Imaginez que le vaudeville de Feydeau croise l’absurde de Ionesco et l’entertainment à l’américaine de The Price is Right… dans un Palais de justice. C’est dans cet univers éclaté que le public est convié par les Treize dans leur première offrande de la session.
Une spectatrice est condamnée à mort, quelques minutes après le début de la pièce. Elle doit mourir, clame le procureur, qui la tuerait lui-même si la justice lui en donnait l’occasion. Quel odieux crime a-t-elle commis ? Qu’importe, en vérité. Tout ce qui compte, c’est qu’elle se rende compte de l’atrocité de son crime, et que la foule corrobore les allégations portées que défendent férocement les acteurs.
Pour que justice se fasse, les témoins défilent devant le procureur (Hugo Salek, personnage assoiffé de justice au livré d’une précision chirurgicale) et la défenderesse (Mathilde Baillot, hypnotisante en avocate belle parleuse et mielleuse).

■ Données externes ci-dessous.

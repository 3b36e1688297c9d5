use std::fmt;
use std::io::Read;
use std::path::{Path as FsPath, PathBuf};

use crate::io;
use crate::parsing;
use crate::tree::{COMMENT_MARKER, INDENT_UNIT, SectionId, SectionTree, VALUE_SEPARATOR};

/// A section tree bound 1:1 to a backing file.
///
/// Lifecycle: [`Document::open`] binds the path (creating the file if
/// absent) and loads it; mutate in memory; [`Document::save`] rewrites
/// the file in full. There is no change detection in between; an
/// external edit to the file is silently discarded by the next save.
///
/// Reload and save report plain success/failure; the underlying cause
/// is swallowed. Callers that need causes can use the [`crate::io`]
/// functions directly.
#[derive(Debug, Clone)]
pub struct Document {
    tree: SectionTree,
    file: PathBuf,
}

impl Document {
    /// Bind a document to `path`, creating the file if absent, and load
    /// its contents. A file that cannot be read leaves the tree empty.
    pub fn open(path: impl Into<PathBuf>) -> Self {
        let file = path.into();
        let root_key = root_key_for(&file);
        let mut doc = Self {
            tree: SectionTree::new(&root_key),
            file,
        };
        doc.reload();
        doc
    }

    /// The backing file.
    pub fn file(&self) -> &FsPath {
        &self.file
    }

    /// Repoint the backing file without touching in-memory content.
    pub fn set_file(&mut self, path: impl Into<PathBuf>) {
        self.file = path.into();
    }

    /// Replace in-memory contents with the backing file's, creating the
    /// file first if absent. False when the file cannot be read; empty
    /// input is a success that yields an empty tree.
    pub fn reload(&mut self) -> bool {
        if io::ensure_file(&self.file).is_err() {
            return false;
        }
        let lines = match io::load_lines(&self.file) {
            Ok(lines) => lines,
            Err(_) => return false,
        };
        self.reload_from_lines(&lines);
        true
    }

    /// Replace in-memory contents from an already-read line sequence.
    pub fn reload_from_lines<I, S>(&mut self, lines: I)
    where
        I: IntoIterator<Item = S>,
        S: AsRef<str>,
    {
        self.tree.clear();
        let root = self.tree.root();
        parsing::parse_lines(&mut self.tree, root, lines);
    }

    /// Serialize and rewrite the backing file in full.
    pub fn save(&self) -> bool {
        self.save_lines(&self.lines(), true)
    }

    /// Write the given lines to the backing file. With `overwrite`
    /// false, a non-empty file is left untouched and reported as
    /// failure.
    pub fn save_lines(&self, lines: &[String], overwrite: bool) -> bool {
        io::store_lines(&self.file, lines, overwrite).is_ok()
    }

    /// Copy a raw byte stream over the backing file, same overwrite
    /// rule as [`Document::save_lines`].
    pub fn save_raw(&self, reader: impl Read, overwrite: bool) -> bool {
        io::store_raw(&self.file, reader, overwrite).is_ok()
    }

    /// The serialized line sequence, the pre-join form of `to_string`.
    ///
    /// Depth-first over the root's children; the root itself
    /// contributes no key line. Each top-level section is followed by
    /// one blank separator line. Unattached trailing comments come
    /// last, at depth 0.
    pub fn lines(&self) -> Vec<String> {
        let mut out = Vec::new();
        for child in self.tree.children(self.tree.root()) {
            self.emit(child, 0, &mut out);
        }
        for comment in self.tree.comments(self.tree.root()) {
            out.push(format!("{COMMENT_MARKER}{comment}"));
        }
        out
    }

    fn emit(&self, id: SectionId, depth: usize, out: &mut Vec<String>) {
        let indent = INDENT_UNIT.repeat(depth);
        for comment in self.tree.comments(id) {
            out.push(format!("{indent}{COMMENT_MARKER}{comment}"));
        }
        out.push(format!(
            "{indent}{}{VALUE_SEPARATOR} {}",
            self.tree.key(id),
            self.tree.value(id)
        ));
        if depth == 0 {
            out.push(String::new()); // separator between top-level sections
        }
        for child in self.tree.children(id) {
            self.emit(child, depth + 1, out);
        }
    }

    pub fn tree(&self) -> &SectionTree {
        &self.tree
    }

    pub fn tree_mut(&mut self) -> &mut SectionTree {
        &mut self.tree
    }

    pub fn root(&self) -> SectionId {
        self.tree.root()
    }

    // Root-relative conveniences over the tree operations.

    pub fn get(&self, path: &[&str]) -> Option<SectionId> {
        self.tree.get(self.tree.root(), path)
    }

    pub fn get_str(&self, path: &[&str]) -> Option<&str> {
        self.get(path).map(|id| self.tree.value(id))
    }

    pub fn section_exists(&self, path: &[&str]) -> bool {
        self.get(path).is_some()
    }

    pub fn get_or_create(&mut self, path: &[&str], default: &str) -> SectionId {
        let root = self.tree.root();
        self.tree.get_or_create(root, path, default)
    }

    pub fn set(&mut self, value: &str, path: &[&str]) {
        let root = self.tree.root();
        self.tree.set(root, value, path);
    }

    pub fn rename(&mut self, new_key: &str, path: &[&str]) {
        let root = self.tree.root();
        self.tree.rename(root, new_key, path);
    }

    pub fn remove(&mut self, path: &[&str]) {
        let root = self.tree.root();
        self.tree.remove(root, path);
    }
}

impl fmt::Display for Document {
    /// How the backing file will look after the next save.
    fn fmt(&self, f: &mut fmt::Formatter<'_>) -> fmt::Result {
        write!(f, "{}", self.lines().join("\n"))
    }
}

/// Root key: the file name up to its first dot, or the whole name when
/// there is none.
fn root_key_for(path: &FsPath) -> String {
    let name = path
        .file_name()
        .map(|n| n.to_string_lossy().into_owned())
        .unwrap_or_default();
    match name.find('.') {
        Some(at) => name[..at].to_string(),
        None => name,
    }
}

Le tout sous le regard un brin névrosé de la juge (Stéphanie Hayes, éloquente et hautement divertissante).
C’est ainsi que défileront des personnages hautement colorés tels la nerveuse fille du vestiaire (Justine Bertrand, convaincante) et la sympathique Gudrune qui prépare les sandwichs et les breuvages pour l’entracte (Alexandra Hinse, stoïque et magnifique malgré les fausses moustaches et la robe à froufrous).
Il n’y a aucun doute : la criminelle, c’est bien celle qu’on a désignée, et qui se fait juger bien malgré elle, par cette faune loufoque et délicieusement névrosée. Les preuves sont là : elle a un visage de criminelle, ça se voit bien.
Après avoir monté Trois nuits avec Madox à Premier Acte cet automne, Guillaume Pepin a une fois de plus donné vie à l’univers absurde de Matei Visniec, cette fois avec les Treize. Dans Le spectateur condamné à mort, on offre la justice en spectacle, et on se demande bien au final qui juge qui, et qui est le véritable criminel. Au diable le quatrième mur : la joyeuse troupe pousse l’audace jusqu’à convier le public à un faux entracte ou limonade et café sont distribués à la bonne franquette.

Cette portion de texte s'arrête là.